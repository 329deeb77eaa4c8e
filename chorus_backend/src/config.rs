use anyhow::{Context, Result};
use serde::{Deserialize, Serialize};
use std::env;
use std::fmt;
use std::fs;
use std::path::PathBuf;

/// What the validator does when a completion is not parseable JSON.
#[derive(Debug, Clone, Copy, PartialEq, Eq, Serialize, Deserialize, Default)]
#[serde(rename_all = "snake_case")]
pub enum ParseFailurePolicy {
    /// Push the bad output plus a corrective turn and ask again.
    #[default]
    Reprompt,
    /// Treat the raw text as the reply itself (`shouldRespond = true`).
    TreatAsResponse,
}

/// What happens when a reply does not address any other persona.
#[derive(Debug, Clone, Copy, PartialEq, Eq, Serialize, Deserialize, Default)]
#[serde(rename_all = "snake_case")]
pub enum MentionPolicy {
    #[default]
    Warn,
    Require,
    Off,
}

/// What the orchestrator does when the validator gives up.
#[derive(Debug, Clone, Copy, PartialEq, Eq, Serialize, Deserialize, Default)]
#[serde(rename_all = "snake_case")]
pub enum ExhaustionPolicy {
    #[default]
    Fallback,
    Drop,
}

/// Static configuration of one bot identity.
#[derive(Clone, Serialize, Deserialize)]
pub struct PersonaProfile {
    pub name: String,
    #[serde(default = "default_model")]
    pub model: String,
    #[serde(default)]
    pub api_key: String,
    #[serde(default)]
    pub supports_images: bool,
    #[serde(default)]
    pub can_generate_images: bool,
    #[serde(default = "default_persona_prompt")]
    pub system_prompt: String,
}

impl fmt::Debug for PersonaProfile {
    fn fmt(&self, f: &mut fmt::Formatter<'_>) -> fmt::Result {
        f.debug_struct("PersonaProfile")
            .field("name", &self.name)
            .field("model", &self.model)
            .field("api_key", &if self.api_key.is_empty() { "" } else { "***" })
            .field("supports_images", &self.supports_images)
            .field("can_generate_images", &self.can_generate_images)
            .finish()
    }
}

impl PersonaProfile {
    pub fn new(name: impl Into<String>, model: impl Into<String>) -> Self {
        Self {
            name: name.into(),
            model: model.into(),
            api_key: String::new(),
            supports_images: false,
            can_generate_images: false,
            system_prompt: default_persona_prompt(),
        }
    }

    /// Key backend requests are paced under. Personas sharing a credential
    /// share one request slot; keyless personas are paced by name.
    pub fn pacing_key(&self) -> &str {
        if self.api_key.trim().is_empty() {
            &self.name
        } else {
            &self.api_key
        }
    }
}

#[derive(Debug, Clone, Serialize, Deserialize)]
pub struct ChorusConfig {
    // LLM backend (OpenAI-compatible chat completions endpoint)
    #[serde(default = "default_llm_url")]
    pub llm_api_url: String,

    #[serde(default = "default_database_path")]
    pub database_path: String,

    // Context window and retry budget
    #[serde(default = "default_max_context_messages")]
    pub max_context_messages: usize,
    #[serde(default = "default_max_attempts")]
    pub max_attempts: usize,

    // Pacing
    #[serde(default = "default_jitter_min_ms")]
    pub jitter_min_ms: u64,
    #[serde(default = "default_jitter_max_ms")]
    pub jitter_max_ms: u64,
    #[serde(default = "default_min_request_interval_ms")]
    pub min_request_interval_ms: u64,

    #[serde(default)]
    pub parse_failure_policy: ParseFailurePolicy,
    #[serde(default)]
    pub mention_policy: MentionPolicy,
    #[serde(default)]
    pub exhaustion_policy: ExhaustionPolicy,
    #[serde(default = "default_fallback_message")]
    pub fallback_message: String,

    /// Channel ids the personas may speak in. Empty means any guild channel.
    #[serde(default)]
    pub allowed_channels: Vec<String>,

    /// Summarise the last N conversation turns into memory every N turns (0 = off).
    #[serde(default)]
    pub memory_summary_every: usize,

    #[serde(default)]
    pub personas: Vec<PersonaProfile>,
}

fn default_llm_url() -> String {
    "https://openrouter.ai/api/v1".to_string()
}

fn default_database_path() -> String {
    "chorus.db".to_string()
}

fn default_model() -> String {
    "openai/gpt-4".to_string()
}

fn default_persona_prompt() -> String {
    "You are a helpful assistant in a group chat shared with people and other bots. \
     Read the conversation and decide whether you have something worth adding. \
     If you choose to respond, give a thoughtful and relevant answer."
        .to_string()
}

fn default_max_context_messages() -> usize {
    20
}

fn default_max_attempts() -> usize {
    crate::persona::validator::DEFAULT_MAX_ATTEMPTS
}

fn default_jitter_min_ms() -> u64 {
    3000
}

fn default_jitter_max_ms() -> u64 {
    5000
}

fn default_min_request_interval_ms() -> u64 {
    3000
}

fn default_fallback_message() -> String {
    "Sorry, I ran into a problem while putting together a reply.".to_string()
}

impl Default for ChorusConfig {
    fn default() -> Self {
        Self {
            llm_api_url: default_llm_url(),
            database_path: default_database_path(),
            max_context_messages: default_max_context_messages(),
            max_attempts: default_max_attempts(),
            jitter_min_ms: default_jitter_min_ms(),
            jitter_max_ms: default_jitter_max_ms(),
            min_request_interval_ms: default_min_request_interval_ms(),
            parse_failure_policy: ParseFailurePolicy::default(),
            mention_policy: MentionPolicy::default(),
            exhaustion_policy: ExhaustionPolicy::default(),
            fallback_message: default_fallback_message(),
            allowed_channels: Vec::new(),
            memory_summary_every: 0,
            personas: Vec::new(),
        }
    }
}

impl ChorusConfig {
    /// Get the directory containing the executable
    fn get_base_dir() -> PathBuf {
        match std::env::current_exe() {
            Ok(exe_path) => exe_path
                .parent()
                .map(|p| p.to_path_buf())
                .unwrap_or_else(|| PathBuf::from(".")),
            Err(_) => PathBuf::from("."),
        }
    }

    /// Path to the config file next to the executable
    pub fn config_path() -> PathBuf {
        Self::get_base_dir().join("chorus_config.toml")
    }

    fn user_config_path() -> Option<PathBuf> {
        dirs::config_dir().map(|dir| dir.join("chorus").join("chorus_config.toml"))
    }

    /// Load config from chorus_config.toml (next to executable, then the user
    /// config dir), falling back to env vars. Env overrides apply in every case.
    pub fn load() -> Self {
        let candidates = std::iter::once(Self::config_path()).chain(Self::user_config_path());

        for path in candidates {
            let Ok(contents) = fs::read_to_string(&path) else {
                continue;
            };
            match Self::from_toml_str(&contents) {
                Ok(mut config) => {
                    tracing::info!("Loaded config from {:?}", path);
                    config.apply_env();
                    return config;
                }
                Err(e) => {
                    tracing::error!("Failed to parse {:?}: {}", path, e);
                }
            }
        }

        tracing::warn!("No config file found, using defaults + env vars");
        Self::from_env()
    }

    pub fn from_toml_str(contents: &str) -> Result<Self> {
        toml::from_str::<ChorusConfig>(contents).context("Failed to parse chorus config")
    }

    pub fn from_env() -> Self {
        let mut config = Self::default();
        config.apply_env();
        config
    }

    fn apply_env(&mut self) {
        if let Ok(url) = env::var("LLM_API_URL") {
            if !url.trim().is_empty() {
                self.llm_api_url = url;
            }
        }

        if let Ok(path) = env::var("CHORUS_DATABASE_PATH") {
            if !path.trim().is_empty() {
                self.database_path = path;
            }
        }

        if let Ok(limit) = env::var("CHORUS_MAX_CONTEXT_MESSAGES") {
            if let Ok(limit) = limit.trim().parse() {
                self.max_context_messages = limit;
            }
        }

        if let Ok(key) = env::var("OPENROUTER_API_KEY") {
            self.fill_missing_api_keys(&key);
        }
    }

    /// Personas without their own credential share the default key.
    pub fn fill_missing_api_keys(&mut self, key: &str) {
        let key = key.trim();
        if key.is_empty() {
            return;
        }
        for persona in self.personas.iter_mut() {
            if persona.api_key.trim().is_empty() {
                persona.api_key = key.to_string();
            }
        }
    }

    pub fn persona_names(&self) -> Vec<String> {
        self.personas.iter().map(|p| p.name.clone()).collect()
    }
}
• • • • •
Task instructions
Wherever a line in the data above contains the word "impl", copy that line.

Finished exercise
impl fmt::Debug for PersonaProfile {
impl PersonaProfile {
    pub fn new(name: impl Into<String>, model: impl Into<String>) -> Self {
impl Default for ChorusConfig {
impl ChorusConfig {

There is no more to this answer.